The first experiments to identify a specific PLC that was activated at fertilization to generate the IP3 responsible for Ca²⁺ release were performed in the starfish Asterina miniata. Carroll and colleagues demonstrated that src homology-2 (SH2) domain-mediated inhibition of PLCγ activity prevents the sperm-induced Ca²⁺ wave that follows the cortical flash [112]. Similar experiments performed in the ascidian Ciona intestinalis revealed that PLCγ mediates Ca²⁺ release in these marine invertebrates as well [113]. These findings provided support for the idea that IP3 is the major downstream mediator of the Ca²⁺ wave. In addition, these findings suggested that a tyrosine kinase functions upstream of PLCγ activity at fertilization given that this is the most common mechanism of activating PLCγ [111]. Further studies in sea urchin and Xenopus demonstrated that src family tyrosine kinases stimulate Ca²⁺ release at fertilization by activating PLCγ [66,114]. Hence, a soluble tyrosine kinase/PLCγ/IP3 pathway to initiate Ca²⁺ release appears to be a common mechanism among external fertilizing species. However, in mouse, SH2-domain-mediated inhibition of PLCγ activity has no impact on sperm-induced Ca²⁺ oscillations, indicating that either PLCγ is not involved or that it must be activated by an alternative mechanism [115].

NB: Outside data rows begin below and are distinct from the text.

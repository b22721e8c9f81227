//! Posture calibration profiles.
//!
//! A profile is a named set of posture definitions (geometric bounds over
//! keypoint features) plus the debounce settings the classifier applies.
//! Several profiles may coexist in one rule document; exactly one is
//! selected per stream.

use schemars::JsonSchema;
use serde::{Deserialize, Serialize};
use std::collections::BTreeMap;
use validator::Validate;

fn default_min_joint_confidence() -> f64 {
    0.3
}

fn default_min_consecutive_frames() -> u32 {
    15
}

fn default_stability_window() -> u32 {
    10
}

fn default_analysis_window_frames() -> u32 {
    30
}

fn default_reference_height_px() -> f64 {
    140.0
}

fn default_track_ttl_frames() -> u32 {
    30
}

/// One named calibration profile.
#[derive(Debug, Clone, PartialEq, Serialize, Deserialize, JsonSchema, Validate)]
pub struct CalibrationProfileSpec {
    /// Tie-break order when several postures qualify, most important first.
    /// Postures not listed rank after listed ones, alphabetically.
    #[serde(default)]
    pub priority: Vec<String>,

    #[serde(default = "default_min_joint_confidence")]
    #[validate(range(min = 0.0, max = 1.0, message = "must be in [0, 1]"))]
    pub min_joint_confidence: f64,

    #[serde(default = "default_min_consecutive_frames")]
    #[validate(range(min = 1, message = "must be at least 1"))]
    pub min_consecutive_frames: u32,

    #[serde(default = "default_stability_window")]
    #[validate(range(min = 2, message = "must be at least 2"))]
    pub stability_window: u32,

    /// Frames over which keypoint visibility is tracked for the
    /// indeterminate check.
    #[serde(default = "default_analysis_window_frames")]
    #[validate(range(min = 1, message = "must be at least 1"))]
    pub analysis_window_frames: u32,

    /// Pixel height of a standing person used to normalise `height_ratio`.
    #[serde(default = "default_reference_height_px")]
    #[validate(range(exclusive_min = 0.0, message = "must be greater than zero"))]
    pub reference_height_px: f64,

    /// Image row of the floor for this camera. Enables `ankle_elevation`.
    #[serde(default, skip_serializing_if = "Option::is_none")]
    #[validate(range(min = 0.0, message = "must not be negative"))]
    pub ground_line_px: Option<f64>,

    #[serde(default = "default_track_ttl_frames")]
    #[validate(range(min = 1, message = "must be at least 1"))]
    pub track_ttl_frames: u32,

    #[serde(default)]
    pub postures: BTreeMap<String, PostureSpec>,
}

impl Default for CalibrationProfileSpec {
    fn default() -> Self {
        Self {
            priority: Vec::new(),
            min_joint_confidence: default_min_joint_confidence(),
            min_consecutive_frames: default_min_consecutive_frames(),
            stability_window: default_stability_window(),
            analysis_window_frames: default_analysis_window_frames(),
            reference_height_px: default_reference_height_px(),
            ground_line_px: None,
            track_ttl_frames: default_track_ttl_frames(),
            postures: BTreeMap::new(),
        }
    }
}

/// Definition of one posture.
#[derive(Debug, Clone, Default, PartialEq, Serialize, Deserialize, JsonSchema)]
pub struct PostureSpec {
    /// Feature name → range. Every bound must hold for a frame to vote.
    #[serde(default)]
    pub bounds: BTreeMap<String, BoundSpec>,

    /// Joints that must clear `min_joint_confidence`.
    #[serde(default)]
    pub required_joints: Vec<String>,

    /// Overrides the profile's debounce for this posture.
    #[serde(default, skip_serializing_if = "Option::is_none")]
    pub min_consecutive_frames: Option<u32>,

    #[serde(default, skip_serializing_if = "Option::is_none")]
    pub steady: Option<SteadySpec>,

    #[serde(default, skip_serializing_if = "Option::is_none")]
    pub composite: Option<CompositeSpec>,
}

/// Closed range over a feature; either end may be open.
#[derive(Debug, Clone, Copy, Default, PartialEq, Serialize, Deserialize, JsonSchema)]
pub struct BoundSpec {
    #[serde(default, skip_serializing_if = "Option::is_none")]
    pub min: Option<f64>,
    #[serde(default, skip_serializing_if = "Option::is_none")]
    pub max: Option<f64>,
}

impl BoundSpec {
    pub fn contains(&self, value: f64) -> bool {
        self.min.map_or(true, |min| value >= min) && self.max.map_or(true, |max| value <= max)
    }
}

/// Variance gate for postures that must be held still.
#[derive(Debug, Clone, PartialEq, Serialize, Deserialize, JsonSchema, Validate)]
pub struct SteadySpec {
    pub feature: String,
    #[validate(range(min = 0.0, message = "must not be negative"))]
    pub variance_threshold: f64,
}

/// A posture that requires a base posture plus a repeated motion.
#[derive(Debug, Clone, PartialEq, Serialize, Deserialize, JsonSchema)]
pub struct CompositeSpec {
    /// Any of these postures' bounds must hold.
    pub base: Vec<String>,
    pub nod: NodSpec,
}

/// Oscillation sub-pattern (e.g. repeated head drops).
#[derive(Debug, Clone, PartialEq, Serialize, Deserialize, JsonSchema, Validate)]
pub struct NodSpec {
    pub metric: String,
    #[serde(alias = "window")]
    #[validate(range(min = 3, message = "must be at least 3"))]
    pub nod_detection_window: u32,
    #[validate(range(min = 1, message = "must be at least 1"))]
    pub nod_count_min: u32,
    #[serde(default)]
    #[validate(range(min = 0.0, message = "must not be negative"))]
    pub min_amplitude: f64,
}
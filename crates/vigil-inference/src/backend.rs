//! Perception backend contract.

use async_trait::async_trait;

use vigil_models::{Frame, InferenceOutput, ModelId};

use crate::error::InferenceResult;

/// Runs one model over a batch of frames on one device.
///
/// Implementations must return exactly one output per input frame, in
/// input order.
#[async_trait]
pub trait PerceptionBackend: Send + Sync {
    async fn infer_batch(
        &self,
        model: &ModelId,
        device: &str,
        frames: &[Frame],
    ) -> InferenceResult<Vec<InferenceOutput>>;
}
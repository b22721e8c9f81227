//! Engine error types.

use std::fmt;
use thiserror::Error;

pub type CatalogResult<T> = Result<T, CatalogError>;
pub type EngineResult<T> = Result<T, EngineError>;

/// One problem found while validating a rule document.
#[derive(Debug, Clone, PartialEq, Eq)]
pub struct RuleViolation {
    /// Offending rule id, or the document section (`calibration_profiles.<name>`).
    pub rule_id: String,
    pub field: String,
    pub message: String,
}

impl RuleViolation {
    pub fn new(rule_id: impl Into<String>, field: impl Into<String>, message: impl Into<String>) -> Self {
        Self {
            rule_id: rule_id.into(),
            field: field.into(),
            message: message.into(),
        }
    }
}

impl fmt::Display for RuleViolation {
    fn fmt(&self, f: &mut fmt::Formatter<'_>) -> fmt::Result {
        if self.field.is_empty() {
            write!(f, "{}: {}", self.rule_id, self.message)
        } else {
            write!(f, "{}.{}: {}", self.rule_id, self.field, self.message)
        }
    }
}

fn join_violations(violations: &[RuleViolation]) -> String {
    violations
        .iter()
        .map(ToString::to_string)
        .collect::<Vec<_>>()
        .join("; ")
}

#[derive(Debug, Error)]
pub enum CatalogError {
    #[error("Rule validation failed ({} problem(s)): {}", .0.len(), join_violations(.0))]
    Validation(Vec<RuleViolation>),

    #[error("Failed to read rule source: {0}")]
    Io(#[from] std::io::Error),

    #[error("Malformed rule document: {0}")]
    Json(#[from] serde_json::Error),
}

impl CatalogError {
    pub fn validation(violations: Vec<RuleViolation>) -> Self {
        Self::Validation(violations)
    }

    /// Violations carried by a validation failure.
    pub fn violations(&self) -> &[RuleViolation] {
        match self {
            CatalogError::Validation(v) => v,
            _ => &[],
        }
    }

    /// Distinct rule ids named by a validation failure, in report order.
    pub fn offending_rules(&self) -> Vec<&str> {
        let mut ids: Vec<&str> = Vec::new();
        for v in self.violations() {
            if !ids.contains(&v.rule_id.as_str()) {
                ids.push(&v.rule_id);
            }
        }
        ids
    }
}

#[derive(Debug, Error)]
pub enum EngineError {
    /// State that should be impossible; stops only the affected stream.
    #[error("Internal invariant violated: {0}")]
    InternalInvariant(String),

    #[error("Unknown calibration profile: {0}")]
    UnknownProfile(String),
}

impl EngineError {
    pub fn internal_invariant(msg: impl Into<String>) -> Self {
        Self::InternalInvariant(msg.into())
    }

    /// Fatal errors stop the stream that raised them.
    pub fn is_fatal(&self) -> bool {
        matches!(self, EngineError::InternalInvariant(_))
    }
}

#[cfg(test)]
mod tests {
    use super::*;

    #[test]
    fn test_validation_error_names_every_rule() {
        let err = CatalogError::validation(vec![
            RuleViolation::new("fall", "detection_params.min_ratio", "is required"),
            RuleViolation::new("phone", "required_models", "unknown model 'yolo'"),
            RuleViolation::new("fall", "cooldown", "needs a clearing condition"),
        ]);

        let msg = err.to_string();
        assert!(msg.contains("3 problem(s)"));
        assert!(msg.contains("fall.detection_params.min_ratio: is required"));
        assert!(msg.contains("phone.required_models"));
        assert_eq!(err.offending_rules(), vec!["fall", "phone"]);
    }
}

The hypothesis that sperm introduce a PLC activity into the egg that is responsible for PIP2 hydrolysis and Ca²⁺ release following sperm–egg plasma membrane fusion at fertilization was first proposed by Whitaker & Irvine [94]. This idea was based on studies in sea urchins presented earlier that year demonstrating that injection of sperm extracts results in the formation of the fertilization envelope, which occurs downstream of Ca²⁺-induced exocytosis of cortical granules [116]. Similar experiments using sperm extract injections in ascidian, rabbit, mouse and hamster eggs demonstrated that a factor present in sperm extracts could generate Ca²⁺-dependent egg activation events in distinct phyla [117–119]. Consistent with the idea that a soluble sperm factor could be a common physiological inducer of Ca²⁺ release at fertilization, sperm–egg fusion precedes the increase in cytoplasmic Ca²⁺ in sea urchin, frog and mouse [95,120–122]. However, it was not until 2002 that a novel sperm-specific PLC, PLCζ, was cloned from a mouse spermatid cDNA library and identified convincingly as the protein in sperm extracts capable of activating eggs [123]. Microinjection of cRNA encoding PLCζ caused Ca²⁺ oscillatory patterns very similar to those observed at fertilization. Importantly, removal of PLCζ from hamster sperm extracts by an immunodepletion strategy caused the loss of the extract's Ca²⁺ releasing activity following microinjection into mouse eggs. Finally, mutation of a critical catalytic site residue abrogated this activity, indicating that it was the PLCζ enzymatic activity that was responsible for Ca²⁺ release. These studies effectively demonstrated that PLCζ was the critical component in microinjected sperm extracts that induces Ca²⁺ release, but left open the question of whether or not PLCζ was important for fertilization-induced Ca²⁺ release.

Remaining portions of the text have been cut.